Running on a big and stressed AIX platform and receiving lots of "CDTFATAL: sorry, too many clients already"
and transient difficulty to log in.
Happens on all PG versions (Tested 9.5,10.4,11.5) Big installation:
max_connections is 1200, shared_buffers is 2GB
But .. select count(*) from pg_stat_activity is only 66.

I'd be suspicious that there are a lot of clients stuck in connection startup (likely the authentication phase); those connections aren't going to show in pg_stat_activity until they finish connecting. The "ps"
suggestion Adrian gave you would not show them either, because they're not going to say "idle".

Enabling log_connections and watching the postmaster log would help prove or disprove that theory.

regards, tom lane

#11Tom Lane
tgl@sss.pgh.pa.us
In reply to: Abraham, Danny (#10)
Re: too many clients already

"Abraham, Danny" <danny_abraham@bmc.com> writes:

Well, I guess the questions is - how do I optimize PG for a stream of very short life checks...

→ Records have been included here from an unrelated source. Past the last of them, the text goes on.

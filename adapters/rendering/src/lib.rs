#![deny(
    unsafe_code,
    missing_docs,
    dead_code,
    unused_results,
    non_snake_case,
    unreachable_pub
)]

//! Text presentation of levels, action lists and solution transcripts.

use std::{fmt, fs, path::Path};

use anyhow::{Context, Result as AnyResult};
use descent_core::{Action, Direction, Ground, IllegalAction, Occupant, Position, Status};
use descent_world::{classify, query, simulate, Level, WorldState};

/// Glyph drawn for a cell of the grid.
#[must_use]
pub fn glyph(level: &Level, state: &WorldState, position: Position) -> char {
    let Some(tile) = query::tile_at(level, state, position) else {
        return '#';
    };
    if tile.player {
        return '@';
    }
    match tile.occupant {
        Occupant::Boulder => return 'B',
        Occupant::ChestClosed => return 'C',
        Occupant::ChestOpen => return 'c',
        Occupant::BasicEnemy(Direction::Up) => return '⇑',
        Occupant::BasicEnemy(Direction::Down) => return '⇓',
        Occupant::BasicEnemy(Direction::Left) => return '⇐',
        Occupant::BasicEnemy(Direction::Right) => return '⇒',
        Occupant::Seeker => return 'S',
        Occupant::Empty => {}
    }
    match tile.ground {
        Ground::Passable => ' ',
        Ground::Hole => '□',
        Ground::Downstairs => '↓',
        Ground::Glass => '■',
    }
}

/// Draws the whole grid, one line per row.
#[must_use]
pub fn render_state(level: &Level, state: &WorldState) -> String {
    let mut out = String::new();
    for row in 0..level.height() {
        for column in 0..level.width() {
            out.push(glyph(level, state, Position::new(column, row)));
        }
        out.push('\n');
    }
    out
}

/// Two views of an action list.
#[derive(Clone, Debug, PartialEq, Eq)]
pub struct ActionSummary {
    /// Every token separated by `, `.
    pub raw: String,
    /// Consecutive repeats collapsed into `TOKEN x N`, one run per entry.
    pub runs: Vec<String>,
}

/// Summarizes an action list for humans.
#[must_use]
pub fn summarize(actions: &[Action]) -> ActionSummary {
    let raw = actions
        .iter()
        .map(|action| action.token())
        .collect::<Vec<_>>()
        .join(", ");

    let mut runs = Vec::new();
    let mut current: Option<(Action, usize)> = None;
    for &action in actions {
        if let Some((last, count)) = current.as_mut() {
            if *last == action {
                *count += 1;
                continue;
            }
        }
        if let Some(run) = current.replace((action, 1)) {
            runs.push(format_run(run));
        }
    }
    if let Some(run) = current {
        runs.push(format_run(run));
    }

    ActionSummary { raw, runs }
}

fn format_run((action, count): (Action, usize)) -> String {
    if count == 1 {
        action.token().to_owned()
    } else {
        format!("{action} x {count}")
    }
}

/// Step-by-step rendering of an action list replayed from the initial state.
#[derive(Clone, Debug)]
pub struct Transcript {
    text: String,
    status: Status,
    final_state: WorldState,
}

impl Transcript {
    /// Replays `actions` from `initial`, rendering the grid after every step.
    pub fn replay(
        level: &Level,
        initial: &WorldState,
        actions: &[Action],
    ) -> Result<Self, IllegalAction> {
        let summary = summarize(actions);
        let mut text = String::new();
        text.push_str(&summary.raw);
        text.push_str("\n\n");
        text.push_str(&summary.runs.join("\n"));
        text.push_str("\n\n");
        text.push_str(&render_state(level, initial));
        text.push('\n');

        let mut state = initial.clone();
        for &action in actions {
            state = simulate(level, &state, action)?;
            text.push_str(action.token());
            text.push('\n');
            text.push_str(&render_state(level, &state));
            text.push('\n');
        }

        let status = classify(level, &state);
        text.push_str(&status.to_string());
        text.push('\n');

        Ok(Self {
            text,
            status,
            final_state: state,
        })
    }

    /// Rendered transcript.
    #[must_use]
    pub fn text(&self) -> &str {
        &self.text
    }

    /// Classification of the last replayed state.
    #[must_use]
    pub const fn status(&self) -> Status {
        self.status
    }

    /// Last replayed state.
    #[must_use]
    pub const fn final_state(&self) -> &WorldState {
        &self.final_state
    }

    /// Writes the transcript to `path`, replacing any previous content.
    pub fn save(&self, path: &Path) -> AnyResult<()> {
        fs::write(path, &self.text)
            .with_context(|| format!("failed to write transcript to {}", path.display()))
    }
}

impl fmt::Display for Transcript {
    fn fmt(&self, f: &mut fmt::Formatter<'_>) -> fmt::Result {
        f.write_str(&self.text)
    }
}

You should be using a connection pooler for a load like that.
PG backends are fairly heavyweight things --- you don't want
to fire one up for just a single query, at least not when
there are many such queries per second.

I think pgbouncer and pgpool are the most widely used options,
but this is a bit outside my expertise.

regards, tom lane

#12Abraham, Danny
danny_abraham@bmc.com
In reply to: Tom Lane (#11)
RE: Re: too many clients already

Agree.

I suspect that this is a mal configured pgpool - the developer thinks that the pool is reusing connections,
While it is, in fact, reopening them.

-----Original Message-----
From: Tom Lane <tgl@sss.pgh.pa.us>
Sent: Thursday, April 02, 2020 7:40 PM
To: Abraham, Danny <danny_abraham@bmc.com>
Cc: pgsql-general@postgresql.org
Subject: [EXTERNAL] Re: too many clients already

"Abraham, Danny" <danny_abraham@bmc.com> writes:

Well, I guess the questions is - how do I optimize PG for a stream of very short life checks...

You should be using a connection pooler for a load like that.
PG backends are fairly heavyweight things --- you don't want to fire one up for just a single query, at least not when there are many such queries per second.

I think pgbouncer and pgpool are the most widely used options, but this is a bit outside my expertise.

regards, tom lane